In 2003, the Maryland Green Party won a spectacular ballot access lawsuit in Maryland’s highest state court. That court ruled that it is unconstitutional for a state to require double petitioning. That is, it is unconstitutional to require a minor party to submit one petition to qualify itself, and then separate petitions for each of its nominees (“nominees” means people chosen at the party’s nominating conventions; it doesn’t mean people seeking the party’s nomination).
As a result of that decision, Maryland ballot access for minor parties is now reasonable and fair, a great contrast to Maryland law between 1967 and 2003, when it was extraordinarily repressive.
The Maryland State Board of Elections seems to have a vendetta against the attorneys who won that 2003 case for the Maryland Green Party. The Board has refused to pay attorneys’ fees. The latest attempt by the Board to avoid payment was in July 2006, when it persuaded a lower court judge to issue a subpoena, letting the Board see all the e-mail between one of the attorneys and the Green Party. Because that attorney works for a college as a librarian, the subpoena also asks to see his employment application and his payroll records. The attorney used his computer at work for e-mail with the Green Party (something that was permitted by the employer, as long as it wasn’t extensive), but the State Board of Elections argues that therefore the attorney-client privilege was waived.

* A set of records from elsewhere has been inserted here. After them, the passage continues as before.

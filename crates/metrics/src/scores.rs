//! Individual goodness-of-fit formulas.
//!
//! Every function takes already-masked, strictly positive, equal-length
//! slices and returns `None` when its formula is undefined on the sample.

use hydrobias_stats::{mean, ordinal_ranks, pearson_correlation, population_sd, sorted};

/// Nash-Sutcliffe efficiency. `None` if the observations are constant.
pub fn nse(obs: &[f64], sim: &[f64]) -> Option<f64> {
    let m = mean(obs);
    let denom: f64 = obs.iter().map(|&o| (o - m) * (o - m)).sum();
    if denom <= 0.0 {
        return None;
    }
    let num: f64 = obs
        .iter()
        .zip(sim.iter())
        .map(|(&o, &s)| (o - s) * (o - s))
        .sum();
    Some(1.0 - num / denom)
}

/// NSE computed on natural logarithms, emphasising low flows.
pub fn log_nse(obs: &[f64], sim: &[f64]) -> Option<f64> {
    let lo: Vec<f64> = obs.iter().map(|v| v.ln()).collect();
    let ls: Vec<f64> = sim.iter().map(|v| v.ln()).collect();
    nse(&lo, &ls)
}

/// Euclidean distance of the three KGE components from the ideal point.
fn kge_distance(r: f64, alpha: f64, beta: f64) -> f64 {
    1.0 - ((r - 1.0).powi(2) + (alpha - 1.0).powi(2) + (beta - 1.0).powi(2)).sqrt()
}

/// Modified Kling-Gupta efficiency with `alpha = std(sim) / std(obs)`.
pub fn kge_prime(obs: &[f64], sim: &[f64]) -> Option<f64> {
    let r = pearson_correlation(sim, obs)?;
    let sd_obs = population_sd(obs);
    let mean_obs = mean(obs);
    if sd_obs <= 0.0 || mean_obs <= 0.0 {
        return None;
    }
    let alpha = population_sd(sim) / sd_obs;
    let beta = mean(sim) / mean_obs;
    Some(kge_distance(r, alpha, beta))
}

/// Non-parametric KGE.
///
/// Correlation is Spearman's on ordinal ranks; variability is compared via
/// the normalised flow duration curves.
pub fn kge_np(obs: &[f64], sim: &[f64]) -> Option<f64> {
    let mean_obs = mean(obs);
    let mean_sim = mean(sim);
    if mean_obs <= 0.0 || mean_sim <= 0.0 {
        return None;
    }
    let r = pearson_correlation(&ordinal_ranks(sim), &ordinal_ranks(obs))?;

    let n = obs.len() as f64;
    let fdc_obs = sorted(&obs.iter().map(|v| v / (n * mean_obs)).collect::<Vec<_>>());
    let fdc_sim = sorted(&sim.iter().map(|v| v / (n * mean_sim)).collect::<Vec<_>>());
    let alpha = 1.0
        - 0.5
            * fdc_sim
                .iter()
                .zip(fdc_obs.iter())
                .map(|(s, o)| (s - o).abs())
                .sum::<f64>();
    let beta = mean_sim / mean_obs;
    Some(kge_distance(r, alpha, beta))
}

/// Percent bias, positive when the simulation overestimates.
pub fn pbias(obs: &[f64], sim: &[f64]) -> Option<f64> {
    let total: f64 = obs.iter().sum();
    if total <= 0.0 {
        return None;
    }
    let diff: f64 = obs.iter().zip(sim.iter()).map(|(&o, &s)| s - o).sum();
    Some(100.0 * diff / total)
}

/// Root-mean-square error.
pub fn rmse(obs: &[f64], sim: &[f64]) -> Option<f64> {
    if obs.is_empty() {
        return None;
    }
    let mse = obs
        .iter()
        .zip(sim.iter())
        .map(|(&o, &s)| (s - o) * (s - o))
        .sum::<f64>()
        / obs.len() as f64;
    Some(mse.sqrt())
}
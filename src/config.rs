use std::path::{Path, PathBuf};

use anyhow::{Context, Result};
use serde::Deserialize;

/// Top-level hydrobias configuration.
#[derive(Debug, Deserialize)]
#[serde(deny_unknown_fields)]
pub struct HydrobiasConfig {
    /// I/O settings.
    #[serde(default)]
    pub io: IoToml,

    /// Analysis period and alignment settings.
    #[serde(default)]
    pub align: AlignToml,

    /// Quantile-mapping settings.
    #[serde(default)]
    pub dqm: DqmToml,

    /// Cross-validation settings.
    #[serde(default)]
    pub crossval: CrossvalToml,

    /// Operational correction settings.
    #[serde(default)]
    pub correction: CorrectionToml,

    /// Gauges to process.
    #[serde(default)]
    pub gauges: Vec<GaugeToml>,
}

impl HydrobiasConfig {
    /// Reads and parses a TOML configuration file.
    pub fn load(path: &Path) -> Result<Self> {
        let toml_str = std::fs::read_to_string(path)
            .with_context(|| format!("failed to read config file: {}", path.display()))?;
        toml::from_str(&toml_str).context("failed to parse TOML config")
    }

    /// Configured gauges, restricted to `only` when it is non-empty.
    pub fn selected_gauges(&self, only: &[u32]) -> Vec<&GaugeToml> {
        self.gauges
            .iter()
            .filter(|g| only.is_empty() || only.contains(&g.id))
            .collect()
    }
}

#[derive(Debug, Deserialize)]
#[serde(deny_unknown_fields)]
pub struct IoToml {
    #[serde(default = "default_obs_dir")]
    pub obs_dir: PathBuf,
    #[serde(default = "default_sim_dir")]
    pub sim_dir: PathBuf,
    #[serde(default = "default_models_dir")]
    pub models_dir: PathBuf,
    #[serde(default = "default_output_dir")]
    pub output_dir: PathBuf,
    #[serde(default = "default_corrected_dir")]
    pub corrected_dir: PathBuf,
    #[serde(default = "default_obs_value_columns")]
    pub obs_value_columns: Vec<String>,
    #[serde(default = "default_sim_value_columns")]
    pub sim_value_columns: Vec<String>,
    #[serde(default = "default_compression")]
    pub compression: String,
    #[serde(default = "default_row_group_size")]
    pub row_group_size: usize,
}

impl Default for IoToml {
    fn default() -> Self {
        Self {
            obs_dir: default_obs_dir(),
            sim_dir: default_sim_dir(),
            models_dir: default_models_dir(),
            output_dir: default_output_dir(),
            corrected_dir: default_corrected_dir(),
            obs_value_columns: default_obs_value_columns(),
            sim_value_columns: default_sim_value_columns(),
            compression: default_compression(),
            row_group_size: default_row_group_size(),
        }
    }
}

fn default_obs_dir() -> PathBuf {
    PathBuf::from("data/observed")
}
fn default_sim_dir() -> PathBuf {
    PathBuf::from("data/simulated")
}
fn default_models_dir() -> PathBuf {
    PathBuf::from("models")
}
fn default_output_dir() -> PathBuf {
    PathBuf::from("output")
}
fn default_corrected_dir() -> PathBuf {
    PathBuf::from("output/corrected")
}
fn default_obs_value_columns() -> Vec<String> {
    vec!["q_cms".to_string(), "value".to_string()]
}
fn default_sim_value_columns() -> Vec<String> {
    vec!["q_raw".to_string(), "value".to_string()]
}
fn default_compression() -> String {
    "snappy".to_string()
}
fn default_row_group_size() -> usize {
    1_000_000
}

#[derive(Debug, Deserialize)]
#[serde(deny_unknown_fields)]
pub struct AlignToml {
    #[serde(default = "default_start_year")]
    pub start_year: i32,
    #[serde(default = "default_end_year")]
    pub end_year: i32,
    #[serde(default = "default_start_month")]
    pub start_month: u8,
    #[serde(default = "default_end_month")]
    pub end_month: u8,
    #[serde(default = "default_epsilon")]
    pub epsilon: f64,
    #[serde(default = "default_sim_day_offset")]
    pub sim_day_offset: i64,
}

impl Default for AlignToml {
    fn default() -> Self {
        Self {
            start_year: default_start_year(),
            end_year: default_end_year(),
            start_month: default_start_month(),
            end_month: default_end_month(),
            epsilon: default_epsilon(),
            sim_day_offset: default_sim_day_offset(),
        }
    }
}

fn default_start_year() -> i32 {
    1979
}
fn default_end_year() -> i32 {
    1996
}
fn default_start_month() -> u8 {
    5
}
fn default_end_month() -> u8 {
    10
}
fn default_epsilon() -> f64 {
    0.01
}
fn default_sim_day_offset() -> i64 {
    1
}

#[derive(Debug, Deserialize)]
#[serde(deny_unknown_fields)]
pub struct DqmToml {
    #[serde(default = "default_kind")]
    pub kind: String,
    #[serde(default = "default_grouping")]
    pub grouping: String,
    #[serde(default = "default_window")]
    pub window: u16,
}

impl Default for DqmToml {
    fn default() -> Self {
        Self {
            kind: default_kind(),
            grouping: default_grouping(),
            window: default_window(),
        }
    }
}

fn default_kind() -> String {
    "multiplicative".to_string()
}
fn default_grouping() -> String {
    "day_of_year".to_string()
}
fn default_window() -> u16 {
    31
}

#[derive(Debug, Deserialize)]
#[serde(deny_unknown_fields)]
pub struct CrossvalToml {
    #[serde(default = "default_quantiles")]
    pub quantiles: Vec<usize>,
    #[serde(default = "default_min_valid_days")]
    pub min_valid_days: usize,
    #[serde(default = "default_min_samples")]
    pub min_samples: usize,
    #[serde(default = "default_scheme")]
    pub scheme: String,
    #[serde(default)]
    pub train_years: Option<usize>,
    #[serde(default)]
    pub test_years: Option<usize>,
}

impl Default for CrossvalToml {
    fn default() -> Self {
        Self {
            quantiles: default_quantiles(),
            min_valid_days: default_min_valid_days(),
            min_samples: default_min_samples(),
            scheme: default_scheme(),
            train_years: None,
            test_years: None,
        }
    }
}

fn default_quantiles() -> Vec<usize> {
    vec![1, 5, 10, 15, 20]
}
fn default_min_valid_days() -> usize {
    90
}
fn default_min_samples() -> usize {
    10
}
fn default_scheme() -> String {
    "loocv".to_string()
}

#[derive(Debug, Deserialize)]
#[serde(deny_unknown_fields)]
pub struct CorrectionToml {
    #[serde(default = "default_correction_start_month")]
    pub start_month: u8,
    #[serde(default = "default_correction_end_month")]
    pub end_month: u8,
    #[serde(default = "default_epsilon")]
    pub epsilon: f64,
}

impl Default for CorrectionToml {
    fn default() -> Self {
        Self {
            start_month: default_correction_start_month(),
            end_month: default_correction_end_month(),
            epsilon: default_epsilon(),
        }
    }
}

fn default_correction_start_month() -> u8 {
    5
}
fn default_correction_end_month() -> u8 {
    9
}

/// One gauge entry. `quantiles` is the production quantile count; gauges
/// without one are cross-validated but never trained or corrected.
#[derive(Debug, Deserialize)]
#[serde(deny_unknown_fields)]
pub struct GaugeToml {
    pub id: u32,
    #[serde(default)]
    pub name: Option<String>,
    #[serde(default)]
    pub river: Option<String>,
    #[serde(default)]
    pub quantiles: Option<usize>,
}

impl GaugeToml {
    /// `"<id> (<name>, <river>)"`, or just the id.
    pub fn label(&self) -> String {
        match (&self.name, &self.river) {
            (Some(n), Some(r)) => format!("{} ({n}, {r})", self.id),
            (Some(n), None) => format!("{} ({n})", self.id),
            _ => self.id.to_string(),
        }
    }
}
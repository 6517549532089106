//! Date alignment of observed and simulated discharge.

use std::collections::BTreeMap;

use chrono::{Datelike, NaiveDate};
use tracing::debug;

use crate::aligned::{AlignedRecord, AlignedSeries};
use crate::calendar::{MonthRange, YearRange};
use crate::discharge::{Observation, SimulatedValue, prepare_simulation};
use crate::error::SeriesError;
use crate::validate;

/// Largest accepted `sim_day_offset`, in days.
pub const MAX_SIM_DAY_OFFSET: i64 = 366;

/// Configuration for [`align`].
///
/// # Example
///
/// ```
/// use hydrobias_series::{AlignConfig, MonthRange, YearRange};
///
/// let config = AlignConfig::new()
///     .with_years(YearRange::new(1979, 1996).unwrap())
///     .with_season(MonthRange::new(5, 10).unwrap());
/// assert!(config.validate().is_ok());
/// ```
#[derive(Debug, Clone, PartialEq)]
pub struct AlignConfig {
    years: YearRange,
    season: MonthRange,
    epsilon: f64,
    sim_day_offset: i64,
}

impl AlignConfig {
    /// Creates a configuration with defaults.
    ///
    /// Defaults: all years, all months, `epsilon = 0.01`,
    /// `sim_day_offset = 1`.
    pub fn new() -> Self {
        Self {
            years: YearRange::unbounded(),
            season: MonthRange::all(),
            epsilon: 0.01,
            sim_day_offset: 1,
        }
    }

    /// Restricts the analysis to a range of calendar years.
    pub fn with_years(mut self, years: YearRange) -> Self {
        self.years = years;
        self
    }

    /// Restricts the analysis to a range of months.
    pub fn with_season(mut self, season: MonthRange) -> Self {
        self.season = season;
        self
    }

    /// Sets the additive floor applied to both series.
    pub fn with_epsilon(mut self, epsilon: f64) -> Self {
        self.epsilon = epsilon;
        self
    }

    /// Sets the number of days simulation dates are moved back.
    pub fn with_sim_day_offset(mut self, days: i64) -> Self {
        self.sim_day_offset = days;
        self
    }

    pub fn years(&self) -> YearRange {
        self.years
    }

    pub fn season(&self) -> MonthRange {
        self.season
    }

    pub fn epsilon(&self) -> f64 {
        self.epsilon
    }

    pub fn sim_day_offset(&self) -> i64 {
        self.sim_day_offset
    }

    /// Validates this configuration.
    ///
    /// `epsilon` must be finite and strictly positive; `sim_day_offset` must
    /// lie in `0..=366`.
    pub fn validate(&self) -> Result<(), SeriesError> {
        if !self.epsilon.is_finite() || self.epsilon <= 0.0 {
            return Err(SeriesError::InvalidConfig {
                reason: format!("epsilon must be finite and > 0, got {}", self.epsilon),
            });
        }
        if !(0..=MAX_SIM_DAY_OFFSET).contains(&self.sim_day_offset) {
            return Err(SeriesError::InvalidConfig {
                reason: format!(
                    "sim_day_offset must be in 0..={MAX_SIM_DAY_OFFSET}, got {}",
                    self.sim_day_offset
                ),
            });
        }
        Ok(())
    }
}

impl Default for AlignConfig {
    fn default() -> Self {
        Self::new()
    }
}

/// Aligns observed and simulated discharge into an [`AlignedSeries`].
///
/// Simulated samples are averaged per calendar day and moved back by
/// `sim_day_offset` days, then inner-joined with the observations on date.
/// Days where either side is missing are dropped, the remainder is
/// restricted to the configured years and season, and `epsilon` is added to
/// both values.
///
/// An empty result is not an error: it means the gauge has no usable overlap.
///
/// # Errors
///
/// Returns [`SeriesError::InvalidConfig`] for an invalid configuration and
/// [`SeriesError::Validation`] if any present value is negative.
pub fn align(
    observations: &[Observation],
    simulations: &[SimulatedValue],
    config: &AlignConfig,
) -> Result<AlignedSeries, SeriesError> {
    config.validate()?;
    validate::validate_observations(observations).finish()?;
    validate::validate_simulations(simulations).finish()?;

    let sim_by_date: BTreeMap<NaiveDate, f64> =
        prepare_simulation(simulations, config.sim_day_offset)
            .into_iter()
            .map(|d| (d.date, d.value))
            .collect();

    // Repeated observation dates keep the last reading.
    let obs_by_date: BTreeMap<NaiveDate, f64> = observations
        .iter()
        .filter_map(|o| o.valid_value().map(|v| (o.date, v)))
        .collect();

    let eps = config.epsilon;
    let records: Vec<AlignedRecord> = obs_by_date
        .into_iter()
        .filter(|(date, _)| {
            config.years.contains(date.year()) && config.season.contains(date.month() as u8)
        })
        .filter_map(|(date, obs)| {
            sim_by_date
                .get(&date)
                .map(|&sim| AlignedRecord::new(date, obs + eps, sim + eps))
        })
        .collect();

    debug!(
        n_observations = observations.len(),
        n_simulations = simulations.len(),
        n_aligned = records.len(),
        "aligned discharge series"
    );

    Ok(AlignedSeries::from_sorted_unchecked(records))
}
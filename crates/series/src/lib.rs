//! # hydrobias-series
//!
//! Daily discharge records and their alignment into observed/simulated pairs.
//!
//! ## Architecture
//!
//! ```mermaid
//! graph LR
//!     A["Vec of SimulatedValue"] -->|"aggregate_daily()"| B["Vec of DailyValue"]
//!     B -->|"shift_back()"| C["shifted daily sim"]
//!     D["Vec of Observation"] --> E["align()"]
//!     C --> E
//!     E --> F["AlignedSeries"]
//!     F -->|".select_years()"| F
//! ```
//!
//! ## Quick Start
//!
//! ```
//! use chrono::NaiveDate;
//! use hydrobias_series::{AlignConfig, Observation, SimulatedValue, align};
//!
//! let day = NaiveDate::from_ymd_opt(1985, 6, 1).unwrap();
//! let obs = vec![Observation::new(day, Some(42.0))];
//! let sim = vec![SimulatedValue::new(
//!     day.succ_opt().unwrap().and_hms_opt(0, 0, 0).unwrap(),
//!     55.0,
//! )];
//!
//! let series = align(&obs, &sim, &AlignConfig::new()).unwrap();
//! assert_eq!(series.len(), 1);
//! ```
//!
//! ## Modules
//!
//! | Module | Description |
//! |--------|-------------|
//! | `discharge` | Raw observation and simulation records, daily aggregation |
//! | `align` | Date alignment, season and year filtering |
//! | `aligned` | The validated pair series |
//! | `calendar` | Month/year ranges and no-leap day-of-year |
//! | `error` | Error types |

mod align;
mod aligned;
mod calendar;
mod discharge;
mod error;
mod validate;

pub use align::{AlignConfig, MAX_SIM_DAY_OFFSET, align};
pub use aligned::{AlignedRecord, AlignedSeries};
pub use calendar::{MonthRange, YearRange, noleap_doy};
pub use discharge::{
    DailyValue, Observation, SimulatedValue, aggregate_daily, prepare_simulation, shift_back,
};
pub use error::SeriesError;
//! # hydrobias-io
//!
//! File boundary of hydrobias: read per-gauge discharge tables from CSV,
//! write cross-validation results to CSV and Parquet, and persist trained
//! DQM models as JSON.
//!
//! ## Layout
//!
//! | Path | Content |
//! |------|---------|
//! | `<obs_dir>/<gauge_id>.csv` | `date`, `q_cms` or `value` |
//! | `<sim_dir>/<gauge_id>.csv` | `datetime` or `date`, `q_raw` or `value` |
//! | `<models_dir>/<gauge_id>_dqm.json` | versioned model parameters |
//! | results CSV / Parquet | `gauge_id`, `type`, `quantiles`, `fold`, metric columns |
//!
//! Unavailable metrics are written as empty CSV cells and Parquet nulls.

mod csv_read;
mod csv_write;
mod error;
mod model_store;
mod parquet_write;
mod reader;
mod validate;
mod writer;

pub use error::IoError;
pub use model_store::ModelStore;
pub use reader::{ReaderConfig, gauge_path, read_gauge, read_observations, read_simulations};
pub use writer::{
    Compression, WriterConfig, write_corrected_csv, write_results_csv, write_results_parquet,
    write_status_json, write_summary_csv,
};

The Board of Elections also apparently hopes to substantially cut the hourly rate for the attorney, by trying to demonstrate that his relatively modest salary as a librarian demonstrates that he should not be paid as though he were an ordinary attorney.
On January 26, the ACLU of Maryland filed a brief in the Maryland Court of Special Appeals on behalf of the Green Party and its attorneys, arguing that the subpoena should be quashed and that the Board quickly settle the amount of attorneys fees. The case is Maryland Green Party v Maryland Bd. of Elections, no. 01321, Sept. 2006 Term.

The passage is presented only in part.